The ‘First Phase’ is generally dated from 1757, when the British East India Company acquired the rights to collect revenue from its territories in the eastern and southern parts of the subcontinent, to 1813, when the Company’s monopoly over trade with India came to an end.

The British had come to India in the seventeenth century, purely as a trading company, backed by an exclusive royal charter to trade with India, from their queen, Elizabeth I. They set up their first ‘factory’ on the banks of the Hughli River in Bengal. The Company had managed to acquire permits or a ‘dastak’ from the Mughal emperor that exempted it from having to pay duties on its trade.

This led to a great deal of corruption among the employees of the Company, as the ‘farman’ was widely misused by them for their private trade. It also meant heavy losses in revenue for the Bengal governors (later nawabs) in way of customs duties. This became a contentious issue and one of the chief factors, which led to the Battle of Plassey, fought in 1757.

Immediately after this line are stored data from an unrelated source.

#[cfg(test)]
mod tests {
    use std::collections::HashSet;
    use std::sync::atomic::AtomicUsize;

    use async_trait::async_trait;
    use bytes::Bytes;
    use tokio::sync::Semaphore;

    use super::*;
    use crate::cache::{AssetKind, ByteStore, DownloadedSet, MemoryByteStore, ModelAssets};
    use crate::catalog::{Language, Quality, VoiceFile};
    use crate::fetch::{AssetFetcher, FetchError};

    const SAMPLE_RATE: u32 = 1000;

    /// Ten samples per character; fails on selected calls.
    #[derive(Default)]
    struct FakeEngine {
        calls: Mutex<Vec<String>>,
        fail_on: HashSet<usize>,
        stereo_on: HashSet<usize>,
        gate: Option<Arc<Semaphore>>,
    }

    impl FakeEngine {
        fn texts(&self) -> Vec<String> {
            self.calls.lock().clone()
        }
    }

    #[async_trait]
    impl InferenceEngine for FakeEngine {
        async fn synthesize(
            &self,
            text: &str,
            _assets: &ModelAssets,
            on_progress: &(dyn Fn(f32) + Send + Sync),
        ) -> Result<Waveform, Box<dyn std::error::Error + Send + Sync>> {
            let call = {
                let mut calls = self.calls.lock();
                calls.push(text.to_string());
                calls.len() - 1
            };
            if let Some(gate) = &self.gate {
                gate.acquire().await?.forget();
            }
            if self.fail_on.contains(&call) {
                return Err(format!("engine crashed on {text:?}").into());
            }
            on_progress(0.5);
            let channel_count = if self.stereo_on.contains(&call) { 2 } else { 1 };
            Ok(Waveform {
                samples: vec![0.25; text.chars().count() * 10 * channel_count as usize],
                sample_rate: SAMPLE_RATE,
                channel_count,
            })
        }
    }

    #[derive(Default)]
    struct CountingFetcher {
        calls: AtomicUsize,
        fail: bool,
        gate: Option<Arc<Semaphore>>,
    }

    #[async_trait]
    impl AssetFetcher for CountingFetcher {
        async fn fetch(&self, path: &str) -> Result<Bytes, FetchError> {
            self.calls.fetch_add(1, Ordering::SeqCst);
            if let Some(gate) = &self.gate {
                if let Ok(permit) = gate.acquire().await {
                    permit.forget();
                }
            }
            if self.fail {
                return Err(FetchError::Status {
                    url: path.to_string(),
                    status: 503,
                });
            }
            Ok(Bytes::from(format!("bytes of {path}")))
        }
    }

    fn test_voice() -> Voice {
        Voice {
            id: "en_US-test-medium".to_string(),
            name: "test".to_string(),
            language: Language {
                code: "en_US".to_string(),
                ..Default::default()
            },
            quality: Quality::Medium,
            files: vec![
                ("en_US-test-medium.onnx".to_string(), VoiceFile::default()),
                ("en_US-test-medium.onnx.json".to_string(), VoiceFile::default()),
            ],
            num_speakers: None,
        }
    }

    async fn cached_manager(fetcher: Arc<CountingFetcher>) -> Arc<ModelCacheManager> {
        let store = Arc::new(MemoryByteStore::new());
        store
            .put("en_US-test-medium", AssetKind::Model, Bytes::from_static(b"onnx"))
            .await
            .unwrap();
        store
            .put("en_US-test-medium", AssetKind::Config, Bytes::from_static(b"{}"))
            .await
            .unwrap();
        Arc::new(ModelCacheManager::new(
            store,
            fetcher,
            Arc::new(DownloadedSet::in_memory()),
        ))
    }

    fn empty_manager(fetcher: Arc<CountingFetcher>) -> Arc<ModelCacheManager> {
        Arc::new(ModelCacheManager::new(
            Arc::new(MemoryByteStore::new()),
            fetcher,
            Arc::new(DownloadedSet::in_memory()),
        ))
    }

    /// Segmentation budget that splits the three-sentence test text per sentence.
    fn small_budget() -> SegmentationConfig {
        SegmentationConfig {
            max_chars: 20,
            cjk_max_chars: 20,
        }
    }

    const THREE_SENTENCES: &str = "First one here. Second one here. Third one here.";

    #[tokio::test]
    async fn three_chunks_report_ordered_progress() {
        let engine = Arc::new(FakeEngine::default());
        let orchestrator = SynthesisOrchestrator::new(
            cached_manager(Arc::new(CountingFetcher::default())).await,
            engine.clone(),
        )
        .with_segmentation(small_budget());

        let seen = Mutex::new(Vec::new());
        let sink = |p: SynthesisProgress| seen.lock().push(p);
        let audio = orchestrator
            .generate_audio(THREE_SENTENCES, &test_voice(), 1.25, Some(&sink))
            .await
            .unwrap();

        let texts = engine.texts();
        assert_eq!(
            texts,
            vec!["First one here.", "Second one here.", "Third one here."]
        );

        let seen = seen.into_inner();
        let indices: Vec<usize> = seen.iter().map(|p| p.current_chunk_index).collect();
        let mut distinct = indices.clone();
        distinct.dedup();
        assert_eq!(distinct, vec![1, 2, 3]);
        assert!(seen.iter().all(|p| p.total_chunks == 3));
        assert!(seen.windows(2).all(|w| w[0].percent <= w[1].percent));
        assert_eq!(seen.last().map(|p| p.percent), Some(100.0));

        let expected: f64 = texts
            .iter()
            .map(|t| Waveform::mono(vec![0.0; t.chars().count() * 10], SAMPLE_RATE).duration_secs())
            .sum();
        assert!((audio.duration_secs() - expected).abs() < 1e-9);
        assert_eq!(audio.sample_rate, SAMPLE_RATE);
        assert_eq!(audio.playback_rate, 1.25);
        assert_eq!(orchestrator.state(), RunState::Done);
    }

    #[tokio::test]
    async fn failing_chunk_aborts_remaining_chunks() {
        let engine = Arc::new(FakeEngine {
            fail_on: HashSet::from([1]),
            ..Default::default()
        });
        let orchestrator = SynthesisOrchestrator::new(
            cached_manager(Arc::new(CountingFetcher::default())).await,
            engine.clone(),
        )
        .with_segmentation(small_budget());

        let err = orchestrator
            .generate_audio(THREE_SENTENCES, &test_voice(), 1.0, None)
            .await
            .unwrap_err();

        assert!(matches!(err, SynthesisError::Chunk { chunk_index: 1, .. }));
        assert!(!err.is_retryable_by_download());
        assert_eq!(engine.texts().len(), 2);
        assert!(matches!(orchestrator.state(), RunState::Failed(_)));
    }

    #[tokio::test]
    async fn downloads_missing_voice_before_synthesis() {
        let fetcher = Arc::new(CountingFetcher::default());
        let manager = empty_manager(fetcher.clone());
        let orchestrator =
            SynthesisOrchestrator::new(manager.clone(), Arc::new(FakeEngine::default()));

        orchestrator
            .generate_audio("Hello there, world.", &test_voice(), 1.0, None)
            .await
            .unwrap();

        assert_eq!(fetcher.calls.load(Ordering::SeqCst), 2);
        assert!(manager.downloaded().contains("en_US-test-medium"));
    }

    #[tokio::test]
    async fn download_failure_is_retryable_by_download() {
        let engine = Arc::new(FakeEngine::default());
        let orchestrator = SynthesisOrchestrator::new(
            empty_manager(Arc::new(CountingFetcher {
                fail: true,
                ..Default::default()
            })),
            engine.clone(),
        );

        let err = orchestrator
            .generate_audio("Hello there, world.", &test_voice(), 1.0, None)
            .await
            .unwrap_err();

        assert!(matches!(
            err,
            SynthesisError::Download(DownloadError::ModelDownload { .. })
        ));
        assert!(err.is_retryable_by_download());
        assert!(engine.texts().is_empty());
    }

    #[tokio::test]
    async fn blank_text_is_rejected_before_download() {
        let fetcher = Arc::new(CountingFetcher::default());
        let orchestrator =
            SynthesisOrchestrator::new(empty_manager(fetcher.clone()), Arc::new(FakeEngine::default()));

        let err = orchestrator
            .generate_audio(" \n\n ", &test_voice(), 1.0, None)
            .await
            .unwrap_err();
        assert_eq!(err, SynthesisError::EmptyText);
        assert_eq!(fetcher.calls.load(Ordering::SeqCst), 0);
        assert_eq!(orchestrator.state(), RunState::Idle);
    }

    #[tokio::test(flavor = "multi_thread", worker_threads = 2)]
    async fn run_waiting_on_download_is_superseded() {
        let fetch_gate = Arc::new(Semaphore::new(0));
        let fetcher = Arc::new(CountingFetcher {
            gate: Some(fetch_gate.clone()),
            ..Default::default()
        });
        let engine = Arc::new(FakeEngine::default());
        let orchestrator = Arc::new(SynthesisOrchestrator::new(
            empty_manager(fetcher.clone()),
            engine.clone(),
        ));

        let stale_downloads = Arc::new(AtomicUsize::new(0));
        let stale = {
            let orchestrator = orchestrator.clone();
            let stale_downloads = stale_downloads.clone();
            tokio::spawn(async move {
                let on_download = move |_: u8| {
                    stale_downloads.fetch_add(1, Ordering::SeqCst);
                };
                orchestrator
                    .generate_audio_with_download(
                        "The stale request.",
                        &test_voice(),
                        1.0,
                        Some(&on_download),
                        None,
                    )
                    .await
            })
        };

        // The stale run has started once its download is parked on the fetcher.
        while fetcher.calls.load(Ordering::SeqCst) == 0 {
            tokio::task::yield_now().await;
        }

        let fresh = {
            let orchestrator = orchestrator.clone();
            tokio::spawn(async move {
                orchestrator
                    .generate_audio("Fresh.", &test_voice(), 1.0, None)
                    .await
            })
        };
        while orchestrator.run_token.load(Ordering::SeqCst) < 2 {
            tokio::task::yield_now().await;
        }
        // Both assets of the shared download.
        fetch_gate.add_permits(2);

        let audio = fresh.await.unwrap().unwrap();
        assert_eq!(audio.samples.len(), "Fresh.".len() * 10);
        assert_eq!(stale.await.unwrap(), Err(SynthesisError::Superseded));
        assert_eq!(stale_downloads.load(Ordering::SeqCst), 0);
        assert_eq!(engine.texts(), vec!["Fresh."]);
        assert_eq!(orchestrator.state(), RunState::Done);
    }

    #[tokio::test]
    async fn mismatched_chunk_format_fails_run() {
        let engine = Arc::new(FakeEngine {
            stereo_on: HashSet::from([2]),
            ..Default::default()
        });
        let orchestrator = SynthesisOrchestrator::new(
            cached_manager(Arc::new(CountingFetcher::default())).await,
            engine,
        )
        .with_segmentation(small_budget());

        let err = orchestrator
            .generate_audio(THREE_SENTENCES, &test_voice(), 1.0, None)
            .await
            .unwrap_err();
        assert_eq!(err, SynthesisError::FormatMismatch { chunk_index: 2 });
    }

    #[tokio::test(flavor = "multi_thread", worker_threads = 2)]
    async fn newer_run_supersedes_stale_one() {
        let gate = Arc::new(Semaphore::new(0));
        let engine = Arc::new(FakeEngine {
            gate: Some(gate.clone()),
            ..Default::default()
        });
        let orchestrator = Arc::new(SynthesisOrchestrator::new(
            cached_manager(Arc::new(CountingFetcher::default())).await,
            engine.clone(),
        ));

        let stale_progress = Arc::new(AtomicUsize::new(0));
        let stale = {
            let orchestrator = orchestrator.clone();
            let stale_progress = stale_progress.clone();
            tokio::spawn(async move {
                let sink = move |_: SynthesisProgress| {
                    stale_progress.fetch_add(1, Ordering::SeqCst);
                };
                orchestrator
                    .generate_audio("The stale request.", &test_voice(), 1.0, Some(&sink))
                    .await
            })
        };

        // Wait until the stale run is parked inside the engine.
        while engine.texts().is_empty() {
            tokio::task::yield_now().await;
        }

        let fresh = {
            let orchestrator = orchestrator.clone();
            tokio::spawn(async move {
                orchestrator
                    .generate_audio("The fresh request.", &test_voice(), 1.0, None)
                    .await
            })
        };
        while engine.texts().len() < 2 {
            tokio::task::yield_now().await;
        }
        gate.add_permits(2);

        assert_eq!(stale.await.unwrap(), Err(SynthesisError::Superseded));
        let audio = fresh.await.unwrap().unwrap();
        assert_eq!(audio.samples.len(), "The fresh request.".len() * 10);
        assert_eq!(stale_progress.load(Ordering::SeqCst), 0);
        assert_eq!(orchestrator.state(), RunState::Done);
    }

    #[tokio::test]
    async fn cancel_invalidates_state() {
        let orchestrator = SynthesisOrchestrator::new(
            cached_manager(Arc::new(CountingFetcher::default())).await,
            Arc::new(FakeEngine::default()),
        );
        orchestrator
            .generate_audio("Hello there, world.", &test_voice(), 1.0, None)
            .await
            .unwrap();
        assert_eq!(orchestrator.state(), RunState::Done);
        orchestrator.cancel();
        assert_eq!(orchestrator.state(), RunState::Idle);
    }
}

The primary function of the British East India Company in this period was to buy spices, cotton and silk from India and sell them at huge profits to the large market these goods enjoyed in Britain. This meant that large quantities of bullion would flow out of Britain into India to pay for these commodities. Despite efforts, it seemed difficult to find British goods that could be sold in India in exchange, to stem this outflow of bullion.

Besides the expenditure on buying commodities, the Company also spent very large amounts on the wars that it had to fight with other European powers, all in search of the same goods to trade in. These included the Portuguese, the Dutch and the French.

Thus, the acquisition of ‘diwani’ (right to collect revenue) in Bengal, after the Battle of Buxar, which followed the Battle of Plassey, opened the way for the Company to raise money for its expenditure in India.